▶ **YOUR TASK**
What lines of the data below hold the string "PollIntervals"? Copy each one out.
-------- DATASET CONTENT --------
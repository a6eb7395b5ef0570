use std::sync::Arc;

use anyhow::Result;
use sqlx::PgPool;
use tracing::info;
use tracing_subscriber::EnvFilter;

use platform_client::PlatformClient;
use variantwatch_api::{build_router, AppState};
use variantwatch_common::Config;
use variantwatch_monitor::{
    rotation_from_config, EarlyKillMonitor, IngestionPipeline, KillCleanup, MonitorScheduler,
    PgTaskQueue, PollIntervals, RateLimiter, SystemClock,
};
use variantwatch_store::{PgCommentStore, PgSessionStore, SCHEMA_SQL};

#[tokio::main]
async fn main() -> Result<()> {
    tracing_subscriber::fmt()
        .with_env_filter(
            EnvFilter::from_default_env()
                .add_directive("variantwatch=info".parse()?)
                .add_directive("platform_client=info".parse()?),
        )
        .init();

    let config = Config::from_env()?;
    config.log_redacted();

    let pool = PgPool::connect(&config.database_url).await?;
    sqlx::raw_sql(SCHEMA_SQL).execute(&pool).await?;

    // One bucket for every platform call this process makes.
    let limiter = RateLimiter::per_minute(config.platform_calls_per_minute);
    let platform = Arc::new(PlatformClient::new(
        config.platform_api_url.clone(),
        config.platform_api_token.clone(),
    ));

    let cleanup = KillCleanup::new(
        rotation_from_config(config.rotation_webhook_url.clone()),
        platform.clone(),
        limiter.clone(),
    );
    let monitor = Arc::new(EarlyKillMonitor::new(
        Arc::new(PgSessionStore::new(pool.clone())),
        cleanup,
        Arc::new(SystemClock),
    ));
    let scheduler = Arc::new(MonitorScheduler::new(
        monitor,
        platform.clone(),
        limiter.clone(),
        PollIntervals::from_config(&config),
    ));
    scheduler.resume_active().await?;

    let ingestion = IngestionPipeline::new(
        platform,
        Arc::new(PgCommentStore::new(pool.clone())),
        Arc::new(PgTaskQueue::new(pool)),
        limiter,
    );

    let app = build_router(Arc::new(AppState {
        scheduler,
        ingestion,
    }));

    let addr = format!("{}:{}", config.web_host, config.web_port);
    info!("variantwatch API starting on {addr}");

    let listener = tokio::net::TcpListener::bind(&addr).await?;
    axum::serve(listener, app).await?;

    Ok(())
}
--------
▶ **RESULT BELOW**
    PgTaskQueue, PollIntervals, RateLimiter, SystemClock,
        PollIntervals::from_config(&config),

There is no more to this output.